[Required work]
Output every line from the beginning of the records through the line that contains "dropped as well.", exactly as it appears.

************

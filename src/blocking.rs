//! Bookkeeping for clients parked in `XREAD BLOCK`.
//!
//! A blocked client registers one waiter per stream it reads. Once any of
//! those streams receives an entry past the waiter's id, or the deadline
//! elapses, every waiter belonging to that client is removed at once.

use std::collections::HashMap;

use bytes::Bytes;
use tokio::time::Instant;

use crate::{key_value_store::StreamId, state::ClientId};

#[derive(Debug, Clone, PartialEq)]
pub struct BlockedReader {
    pub client_id: ClientId,
    pub stream_key: Bytes,
    /// Only entries with an id strictly greater than this satisfy the read.
    pub since_id: StreamId,
    /// `None` waits forever.
    pub deadline: Option<Instant>,
}

#[derive(Debug, Default)]
pub struct BlockingRegistry {
    readers: HashMap<Bytes, Vec<BlockedReader>>,
}

impl BlockingRegistry {
    pub fn new() -> Self {
        BlockingRegistry::default()
    }

    pub fn register(&mut self, reader: BlockedReader) {
        self.readers
            .entry(reader.stream_key.clone())
            .or_default()
            .push(reader);
    }

    pub fn is_blocked(&self, client_id: ClientId) -> bool {
        self.readers
            .values()
            .flatten()
            .any(|reader| reader.client_id == client_id)
    }

    /// Earliest deadline among all waiters.
    pub fn next_deadline(&self) -> Option<Instant> {
        self.readers
            .values()
            .flatten()
            .filter_map(|reader| reader.deadline)
            .min()
    }

    /// Removes every waiter of `client_id`.
    pub fn remove_client(&mut self, client_id: ClientId) {
        self.readers.retain(|_, readers| {
            readers.retain(|reader| reader.client_id != client_id);
            !readers.is_empty()
        });
    }

    /// Takes the waiters on `stream_key` that an entry with `new_id`
    /// satisfies, in registration order. Their waiters on other streams are
    /// dropped as well.
    pub fn take_ready(&mut self, stream_key: &[u8], new_id: StreamId) -> Vec<BlockedReader> {
        let Some(readers) = self.readers.get_mut(stream_key) else {
            return Vec::new();
        };

        let (ready, waiting): (Vec<BlockedReader>, Vec<BlockedReader>) = readers
            .drain(..)
            .partition(|reader| reader.since_id < new_id);

        *readers = waiting;

        for reader in &ready {
            self.remove_client(reader.client_id);
        }

        ready
    }

    /// Takes the clients whose deadline is at or before `now`.
    pub fn take_expired(&mut self, now: Instant) -> Vec<ClientId> {
        let mut expired: Vec<ClientId> = Vec::new();

        for reader in self.readers.values().flatten() {
            let timed_out = reader.deadline.is_some_and(|deadline| deadline <= now);

            if timed_out && !expired.contains(&reader.client_id) {
                expired.push(reader.client_id);
            }
        }

        for client_id in &expired {
            self.remove_client(*client_id);
        }

        expired
    }
}

#[cfg(test)]
mod tests {
    use std::time::Duration;

    use bytes::Bytes;
    use tokio::time::Instant;

    use crate::key_value_store::StreamId;

    use super::{BlockedReader, BlockingRegistry};

    fn reader(client_id: u64, key: &'static str, since: u64, deadline: Option<Instant>) -> BlockedReader {
        BlockedReader {
            client_id,
            stream_key: Bytes::from_static(key.as_bytes()),
            since_id: StreamId::new(since, 0),
            deadline,
        }
    }

    #[test]
    fn test_take_ready_drops_all_waiters_of_client() {
        let mut registry = BlockingRegistry::new();

        registry.register(reader(1, "a", 5, None));
        registry.register(reader(1, "b", 5, None));
        registry.register(reader(2, "a", 9, None));

        let ready = registry.take_ready(b"a", StreamId::new(6, 0));

        assert_eq!(ready.len(), 1);
        assert_eq!(ready[0].client_id, 1);
        assert!(!registry.is_blocked(1));
        assert!(registry.is_blocked(2));
        assert!(registry.take_ready(b"b", StreamId::new(100, 0)).is_empty());
    }

    #[test]
    fn test_take_expired() {
        let now = Instant::now();
        let mut registry = BlockingRegistry::new();

        registry.register(reader(1, "a", 0, Some(now + Duration::from_millis(10))));
        registry.register(reader(1, "b", 0, Some(now + Duration::from_millis(10))));
        registry.register(reader(2, "a", 0, Some(now + Duration::from_millis(50))));
        registry.register(reader(3, "a", 0, None));

        assert_eq!(registry.next_deadline(), Some(now + Duration::from_millis(10)));
        assert!(registry.take_expired(now).is_empty());
        assert_eq!(registry.take_expired(now + Duration::from_millis(20)), vec![1]);
        assert_eq!(registry.next_deadline(), Some(now + Duration::from_millis(50)));

        registry.remove_client(2);
        assert_eq!(registry.next_deadline(), None);
        assert!(registry.is_blocked(3));
    }
}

************

[Answer for the task]
filename src/blocking.rs
//! Bookkeeping for clients parked in `XREAD BLOCK`.
//!
//! A blocked client registers one waiter per stream it reads. Once any of
//! those streams receives an entry past the waiter's id, or the deadline
//! elapses, every waiter belonging to that client is removed at once.

use std::collections::HashMap;

use bytes::Bytes;
use tokio::time::Instant;

use crate::{key_value_store::StreamId, state::ClientId};

#[derive(Debug, Clone, PartialEq)]
pub struct BlockedReader {
    pub client_id: ClientId,
    pub stream_key: Bytes,
    /// Only entries with an id strictly greater than this satisfy the read.
    pub since_id: StreamId,
    /// `None` waits forever.
    pub deadline: Option<Instant>,
}

#[derive(Debug, Default)]
pub struct BlockingRegistry {
    readers: HashMap<Bytes, Vec<BlockedReader>>,
}

impl BlockingRegistry {
    pub fn new() -> Self {
        BlockingRegistry::default()
    }

    pub fn register(&mut self, reader: BlockedReader) {
        self.readers
            .entry(reader.stream_key.clone())
            .or_default()
            .push(reader);
    }

    pub fn is_blocked(&self, client_id: ClientId) -> bool {
        self.readers
            .values()
            .flatten()
            .any(|reader| reader.client_id == client_id)
    }

    /// Earliest deadline among all waiters.
    pub fn next_deadline(&self) -> Option<Instant> {
        self.readers
            .values()
            .flatten()
            .filter_map(|reader| reader.deadline)
            .min()
    }

    /// Removes every waiter of `client_id`.
    pub fn remove_client(&mut self, client_id: ClientId) {
        self.readers.retain(|_, readers| {
            readers.retain(|reader| reader.client_id != client_id);
            !readers.is_empty()
        });
    }

    /// Takes the waiters on `stream_key` that an entry with `new_id`
    /// satisfies, in registration order. Their waiters on other streams are
    /// dropped as well.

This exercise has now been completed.